(Stored data entries)
+ + + +

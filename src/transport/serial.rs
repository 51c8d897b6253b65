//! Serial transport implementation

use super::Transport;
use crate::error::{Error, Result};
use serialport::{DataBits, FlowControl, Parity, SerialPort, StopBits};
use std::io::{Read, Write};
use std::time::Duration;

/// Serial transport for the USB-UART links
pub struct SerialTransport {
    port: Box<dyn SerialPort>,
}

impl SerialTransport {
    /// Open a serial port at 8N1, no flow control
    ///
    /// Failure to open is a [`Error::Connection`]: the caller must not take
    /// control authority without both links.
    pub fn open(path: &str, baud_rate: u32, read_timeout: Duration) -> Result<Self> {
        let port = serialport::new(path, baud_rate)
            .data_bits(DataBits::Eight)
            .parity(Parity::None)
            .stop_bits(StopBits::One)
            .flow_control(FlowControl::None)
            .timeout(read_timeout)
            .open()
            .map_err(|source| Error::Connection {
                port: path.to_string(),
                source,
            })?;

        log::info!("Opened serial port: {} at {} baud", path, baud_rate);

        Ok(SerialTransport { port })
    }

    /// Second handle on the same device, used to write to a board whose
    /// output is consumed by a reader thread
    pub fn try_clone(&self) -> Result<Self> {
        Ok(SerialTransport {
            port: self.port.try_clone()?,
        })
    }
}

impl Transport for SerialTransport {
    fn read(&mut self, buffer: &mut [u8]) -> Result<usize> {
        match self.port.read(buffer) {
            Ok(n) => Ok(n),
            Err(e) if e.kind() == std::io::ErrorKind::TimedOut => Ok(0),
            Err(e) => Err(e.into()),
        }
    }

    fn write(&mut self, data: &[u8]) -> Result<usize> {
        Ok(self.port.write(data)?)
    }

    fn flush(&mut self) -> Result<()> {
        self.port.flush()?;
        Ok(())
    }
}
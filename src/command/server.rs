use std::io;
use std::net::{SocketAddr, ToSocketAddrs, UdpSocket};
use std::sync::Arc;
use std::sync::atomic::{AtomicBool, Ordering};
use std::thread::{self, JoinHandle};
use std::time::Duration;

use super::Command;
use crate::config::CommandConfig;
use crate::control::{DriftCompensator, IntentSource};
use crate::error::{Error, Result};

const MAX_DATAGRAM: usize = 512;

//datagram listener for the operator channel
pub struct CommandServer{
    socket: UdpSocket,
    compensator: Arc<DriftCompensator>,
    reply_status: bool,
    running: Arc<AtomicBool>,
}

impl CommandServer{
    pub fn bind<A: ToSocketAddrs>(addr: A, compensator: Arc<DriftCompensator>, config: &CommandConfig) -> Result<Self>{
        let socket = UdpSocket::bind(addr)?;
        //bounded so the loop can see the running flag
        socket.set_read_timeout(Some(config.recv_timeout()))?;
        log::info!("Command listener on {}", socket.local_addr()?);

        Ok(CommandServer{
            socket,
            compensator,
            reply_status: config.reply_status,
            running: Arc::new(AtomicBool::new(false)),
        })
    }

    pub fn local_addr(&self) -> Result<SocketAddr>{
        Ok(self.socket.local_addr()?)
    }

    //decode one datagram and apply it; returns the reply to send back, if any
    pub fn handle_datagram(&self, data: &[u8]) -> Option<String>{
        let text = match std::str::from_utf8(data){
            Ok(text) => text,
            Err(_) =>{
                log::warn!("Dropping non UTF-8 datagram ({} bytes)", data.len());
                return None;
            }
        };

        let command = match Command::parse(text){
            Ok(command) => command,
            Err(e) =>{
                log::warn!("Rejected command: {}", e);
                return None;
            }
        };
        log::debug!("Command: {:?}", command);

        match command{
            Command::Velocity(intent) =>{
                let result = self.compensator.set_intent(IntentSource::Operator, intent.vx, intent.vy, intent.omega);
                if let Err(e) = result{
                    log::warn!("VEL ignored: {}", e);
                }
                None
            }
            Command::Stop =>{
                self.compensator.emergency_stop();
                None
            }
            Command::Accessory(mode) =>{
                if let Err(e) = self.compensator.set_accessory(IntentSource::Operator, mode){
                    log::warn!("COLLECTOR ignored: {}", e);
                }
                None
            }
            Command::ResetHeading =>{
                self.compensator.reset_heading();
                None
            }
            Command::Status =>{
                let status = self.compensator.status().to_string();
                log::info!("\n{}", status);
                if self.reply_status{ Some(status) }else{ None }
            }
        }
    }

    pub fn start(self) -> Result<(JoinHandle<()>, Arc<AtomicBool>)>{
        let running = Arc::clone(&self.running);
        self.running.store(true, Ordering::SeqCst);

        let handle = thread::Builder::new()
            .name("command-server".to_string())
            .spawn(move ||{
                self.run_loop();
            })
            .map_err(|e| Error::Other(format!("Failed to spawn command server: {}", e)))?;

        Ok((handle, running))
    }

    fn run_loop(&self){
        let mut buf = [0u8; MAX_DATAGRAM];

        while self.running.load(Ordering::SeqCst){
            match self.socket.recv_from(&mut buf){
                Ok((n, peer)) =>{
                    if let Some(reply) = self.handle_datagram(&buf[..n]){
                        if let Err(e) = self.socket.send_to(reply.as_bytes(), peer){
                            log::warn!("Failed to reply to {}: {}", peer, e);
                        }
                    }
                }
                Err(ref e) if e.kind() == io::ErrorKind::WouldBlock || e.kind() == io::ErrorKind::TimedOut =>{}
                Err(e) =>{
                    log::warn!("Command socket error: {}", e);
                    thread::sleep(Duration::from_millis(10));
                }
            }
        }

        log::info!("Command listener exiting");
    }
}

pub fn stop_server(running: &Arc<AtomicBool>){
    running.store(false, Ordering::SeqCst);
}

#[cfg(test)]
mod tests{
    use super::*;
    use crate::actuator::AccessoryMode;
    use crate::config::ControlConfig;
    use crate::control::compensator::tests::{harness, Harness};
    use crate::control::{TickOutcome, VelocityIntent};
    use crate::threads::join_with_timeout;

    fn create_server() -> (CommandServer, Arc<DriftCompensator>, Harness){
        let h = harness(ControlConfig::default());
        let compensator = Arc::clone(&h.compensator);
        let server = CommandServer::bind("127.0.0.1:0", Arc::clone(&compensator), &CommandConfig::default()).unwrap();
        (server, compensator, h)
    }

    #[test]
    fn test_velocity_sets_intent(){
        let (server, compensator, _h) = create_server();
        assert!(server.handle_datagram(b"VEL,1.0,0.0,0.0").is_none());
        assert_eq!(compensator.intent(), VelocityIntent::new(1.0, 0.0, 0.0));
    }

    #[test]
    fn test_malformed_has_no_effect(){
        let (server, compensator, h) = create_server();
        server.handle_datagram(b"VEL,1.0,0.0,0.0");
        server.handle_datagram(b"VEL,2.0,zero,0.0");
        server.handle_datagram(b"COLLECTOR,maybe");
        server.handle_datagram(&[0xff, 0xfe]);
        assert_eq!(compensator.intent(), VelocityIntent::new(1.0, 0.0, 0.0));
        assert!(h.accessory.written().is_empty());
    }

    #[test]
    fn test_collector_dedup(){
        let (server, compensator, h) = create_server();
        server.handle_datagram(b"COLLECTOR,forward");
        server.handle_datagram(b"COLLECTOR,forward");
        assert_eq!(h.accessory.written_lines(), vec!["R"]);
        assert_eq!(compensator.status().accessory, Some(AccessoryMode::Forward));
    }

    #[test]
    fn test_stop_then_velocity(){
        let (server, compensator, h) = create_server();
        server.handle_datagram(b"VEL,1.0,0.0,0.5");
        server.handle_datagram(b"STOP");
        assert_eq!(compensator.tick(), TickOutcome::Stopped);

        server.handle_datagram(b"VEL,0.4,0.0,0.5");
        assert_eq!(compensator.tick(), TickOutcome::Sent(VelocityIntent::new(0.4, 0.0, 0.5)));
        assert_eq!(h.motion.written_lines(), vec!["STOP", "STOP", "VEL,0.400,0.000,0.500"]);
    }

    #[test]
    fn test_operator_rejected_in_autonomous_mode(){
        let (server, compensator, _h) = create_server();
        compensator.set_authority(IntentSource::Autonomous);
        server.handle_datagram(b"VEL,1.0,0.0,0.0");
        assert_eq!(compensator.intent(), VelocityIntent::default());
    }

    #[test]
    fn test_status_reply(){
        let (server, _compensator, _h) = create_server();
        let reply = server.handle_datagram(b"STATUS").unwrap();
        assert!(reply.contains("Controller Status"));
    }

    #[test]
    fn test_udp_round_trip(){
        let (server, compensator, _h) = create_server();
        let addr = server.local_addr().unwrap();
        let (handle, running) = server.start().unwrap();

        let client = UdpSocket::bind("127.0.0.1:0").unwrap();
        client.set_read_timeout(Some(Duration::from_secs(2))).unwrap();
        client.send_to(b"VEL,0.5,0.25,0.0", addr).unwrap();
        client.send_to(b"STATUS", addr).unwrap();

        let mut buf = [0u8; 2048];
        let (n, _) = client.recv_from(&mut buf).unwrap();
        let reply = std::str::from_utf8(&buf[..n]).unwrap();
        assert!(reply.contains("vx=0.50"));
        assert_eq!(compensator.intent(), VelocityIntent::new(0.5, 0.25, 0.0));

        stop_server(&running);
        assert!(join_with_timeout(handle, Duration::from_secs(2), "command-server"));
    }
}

+ + + +

Exercise aim: All that is wanted is the stretch of lines above from the one containing "to spawn command" through the one containing "fn create_server() ->", duplicated exactly.

Result for this exercise:
            .map_err(|e| Error::Other(format!("Failed to spawn command server: {}", e)))?;

        Ok((handle, running))
    }

    fn run_loop(&self){
        let mut buf = [0u8; MAX_DATAGRAM];

        while self.running.load(Ordering::SeqCst){
            match self.socket.recv_from(&mut buf){
                Ok((n, peer)) =>{
                    if let Some(reply) = self.handle_datagram(&buf[..n]){
                        if let Err(e) = self.socket.send_to(reply.as_bytes(), peer){
                            log::warn!("Failed to reply to {}: {}", peer, e);
                        }
                    }
                }
                Err(ref e) if e.kind() == io::ErrorKind::WouldBlock || e.kind() == io::ErrorKind::TimedOut =>{}
                Err(e) =>{
                    log::warn!("Command socket error: {}", e);
                    thread::sleep(Duration::from_millis(10));
                }
            }
        }

        log::info!("Command listener exiting");
    }
}

pub fn stop_server(running: &Arc<AtomicBool>){
    running.store(false, Ordering::SeqCst);
}

#[cfg(test)]
mod tests{
    use super::*;
    use crate::actuator::AccessoryMode;
    use crate::config::ControlConfig;
    use crate::control::compensator::tests::{harness, Harness};
    use crate::control::{TickOutcome, VelocityIntent};
    use crate::threads::join_with_timeout;

    fn create_server() -> (CommandServer, Arc<DriftCompensator>, Harness){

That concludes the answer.